**YOUR OBJECTIVE**
For each line in the material below that holds "HashSet", copy that line.
——
//! Background tasks of a server: the outbound dial manager and the
//! periodic maintenance pass (meters, DDOS table eviction, address book
//! upkeep).

use crate::network::address::canonical;
use crate::network::addrman::SelectOptions;
use crate::network::discovery::AddressBook;
use crate::network::server::Inner;
use std::collections::HashSet;
use std::net::SocketAddr;
use std::sync::Arc;
use std::time::{Duration, Instant};

/// Most dials started in one manager pass
const DIALS_PER_PASS: usize = 8;

/// Meter and eviction period
pub const MAINTENANCE_INTERVAL: Duration = Duration::from_secs(10);

/// Maintenance passes between address book saves
const BOOK_SAVE_PASSES: u32 = 6;

/// Keep the server at its outbound target.
///
/// Configured nodes are dialed first, then candidates from the address
/// book. Sleeps `manager_sleep` between passes; a dial trigger or shutdown
/// ends the sleep early.
pub(crate) async fn run(inner: Arc<Inner>) {
    log::debug!(
        "{} manager running every {:?}",
        inner.config.name,
        inner.config.manager_sleep
    );

    loop {
        if inner.cancel.is_cancelled() {
            break;
        }

        if !inner.controls.is_suspended() {
            dial_pass(&inner).await;
        }

        tokio::select! {
            _ = inner.cancel.cancelled() => break,
            _ = tokio::time::sleep(inner.config.manager_sleep) => {}
            _ = inner.dial_now.notified() => {}
            _ = inner.wake.notified() => {}
        }
    }

    log::debug!("{} manager stopped", inner.config.name);
}

fn has_room(inner: &Inner) -> bool {
    inner.counts().1 < inner.config.max_connections
}

fn should_stop(inner: &Inner) -> bool {
    inner.cancel.is_cancelled() || inner.controls.is_suspended()
}

async fn dial_pass(inner: &Arc<Inner>) {
    let mut budget = DIALS_PER_PASS;
    let mut exclude: HashSet<SocketAddr> = inner.connected_endpoints().into_iter().collect();

    for addr in &inner.config.connect {
        if budget == 0 || !has_room(inner) || should_stop(inner) {
            return;
        }
        let endpoint = canonical(*addr);
        if !exclude.insert(endpoint) {
            continue;
        }
        budget -= 1;
        if let Err(e) = inner.dial(*addr).await {
            log::debug!("{} could not reach configured node {}: {}", inner.config.name, addr, e);
        }
    }

    let opts = SelectOptions::default();
    while budget > 0 && has_room(inner) && !should_stop(inner) {
        let candidate = match inner.book.select(&exclude, &opts).await {
            Some(addr) => addr.canonical(),
            None => break,
        };
        exclude.insert(candidate);

        if inner.is_banned(&candidate.ip()) {
            continue;
        }
        budget -= 1;
        if let Err(e) = inner.dial(candidate).await {
            log::trace!("{} dial {} failed: {}", inner.config.name, candidate, e);
        }
    }
}

/// Drop stale addresses and write the book if it has a file
pub(crate) async fn book_upkeep(book: &AddressBook, name: &str) {
    book.evict_stale(None).await;
    if book.path().is_some() {
        if let Err(e) = book.save().await {
            log::warn!("{} could not save address book: {}", name, e);
        }
    }
}

/// Meters, DDOS table and address book upkeep
pub(crate) async fn maintain(inner: Arc<Inner>) {
    let mut interval = tokio::time::interval(MAINTENANCE_INTERVAL);
    interval.tick().await;

    let mut last = inner.stats.snapshot();
    let mut last_at = Instant::now();
    let mut passes = 0u32;

    loop {
        tokio::select! {
            _ = inner.cancel.cancelled() => break,
            _ = interval.tick() => {}
        }

        if inner.config.meters {
            let now = inner.stats.snapshot();
            let secs = last_at.elapsed().as_secs_f64().max(f64::EPSILON);
            let (inbound, total) = inner.counts();
            log::info!(
                "{} meters: {:.2} conn/s, {:.2} req/s, {} live ({} inbound), {} refused",
                inner.config.name,
                now.accepted.saturating_sub(last.accepted) as f64 / secs,
                now.requests.saturating_sub(last.requests) as f64 / secs,
                total,
                inbound,
                now.refused.saturating_sub(last.refused)
            );
            last = now;
            last_at = Instant::now();
        }

        if let Some(filter) = &inner.ddos {
            let evicted = filter.evict_expired(Instant::now());
            if evicted > 0 {
                log::debug!("{} DDOS table: {} entries expired", inner.config.name, evicted);
            }
        }

        passes += 1;
        if passes % BOOK_SAVE_PASSES == 0 {
            book_upkeep(&inner.book, &inner.config.name).await;
        }
    }
}

#[cfg(test)]
mod tests {
    use super::book_upkeep;
    use crate::config::ServerConfig;
    use crate::network::address::Address;
    use crate::network::controls::Controls;
    use crate::network::discovery::AddressBook;
    use crate::network::protocol::BasicProtocol;
    use crate::network::server::Server;
    use std::net::{IpAddr, Ipv4Addr, SocketAddr};
    use std::sync::Arc;
    use std::time::{Duration, Instant};

    fn config(name: &str) -> ServerConfig {
        let mut cfg = ServerConfig::new(name, 0);
        cfg.bind = IpAddr::V4(Ipv4Addr::LOCALHOST);
        cfg.threads = 1;
        cfg
    }

    async fn start(cfg: ServerConfig, book: AddressBook) -> Server {
        let protocol = Arc::new(BasicProtocol::new(cfg.name.clone()));
        Server::start(cfg, protocol, Controls::new(), book, None)
            .await
            .unwrap()
    }

    #[tokio::test]
    async fn test_shutdown_interrupts_manager_sleep() {
        let mut cfg = config("data");
        cfg.listen = false;
        cfg.manager = true;
        cfg.manager_sleep = Duration::from_secs(60);
        let server = start(cfg, AddressBook::new(true)).await;

        tokio::time::sleep(Duration::from_millis(100)).await;
        let started = Instant::now();
        server.shutdown().await;
        assert!(started.elapsed() < Duration::from_secs(1));
    }

    #[tokio::test]
    async fn test_manager_dials_book_candidates() {
        let target = start(config("target"), AddressBook::new(true)).await;
        let target_addr = SocketAddr::new(IpAddr::V4(Ipv4Addr::LOCALHOST), target.port());

        let book = AddressBook::new(true);
        assert!(book.add(Address::new(target_addr)).await);

        let mut cfg = config("dialer");
        cfg.listen = false;
        cfg.manager = true;
        cfg.manager_sleep = Duration::from_millis(50);
        let dialer = start(cfg, book).await;

        let mut connected = false;
        for _ in 0..100 {
            if dialer.connection_to(&target_addr).is_some() {
                connected = true;
                break;
            }
            tokio::time::sleep(Duration::from_millis(20)).await;
        }
        assert!(connected);
        assert!(dialer.stats().dial_attempts >= 1);

        dialer.shutdown().await;
        target.shutdown().await;
    }

    #[tokio::test]
    async fn test_manager_dials_configured_nodes() {
        let target = start(config("target"), AddressBook::new(true)).await;
        let target_addr = SocketAddr::new(IpAddr::V4(Ipv4Addr::LOCALHOST), target.port());

        let mut cfg = config("dialer");
        cfg.listen = false;
        cfg.manager = true;
        cfg.connect = vec![target_addr];
        let dialer = start(cfg, AddressBook::new(true)).await;

        let mut connected = false;
        for _ in 0..100 {
            if dialer.connection_to(&target_addr).is_some() {
                connected = true;
                break;
            }
            tokio::time::sleep(Duration::from_millis(20)).await;
        }
        assert!(connected);

        dialer.shutdown().await;
        target.shutdown().await;
    }

    #[tokio::test]
    async fn test_book_upkeep_evicts_and_saves() {
        let temp_dir = tempfile::tempdir().unwrap();
        let book = AddressBook::open(temp_dir.path(), false).unwrap();

        let mut old = Address::new("1.1.1.1:9888".parse().unwrap());
        old.last_seen = 1000;
        book.add(old).await;
        book.add(Address::new("8.8.8.8:9888".parse().unwrap())).await;

        book_upkeep(&book, "data").await;
        assert_eq!(book.len().await, 1);

        // Written without waiting for shutdown
        let reloaded = AddressBook::open(temp_dir.path(), false).unwrap();
        let all = reloaded.get(|_| true).await;
        assert_eq!(all, vec![Address::new("8.8.8.8:9888".parse().unwrap())]);

        // Nothing to write for an in-memory book
        book_upkeep(&AddressBook::new(false), "time").await;
    }
}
——
**REPLY**
use std::collections::HashSet;
    let mut exclude: HashSet<SocketAddr> = inner.connected_endpoints().into_iter().collect();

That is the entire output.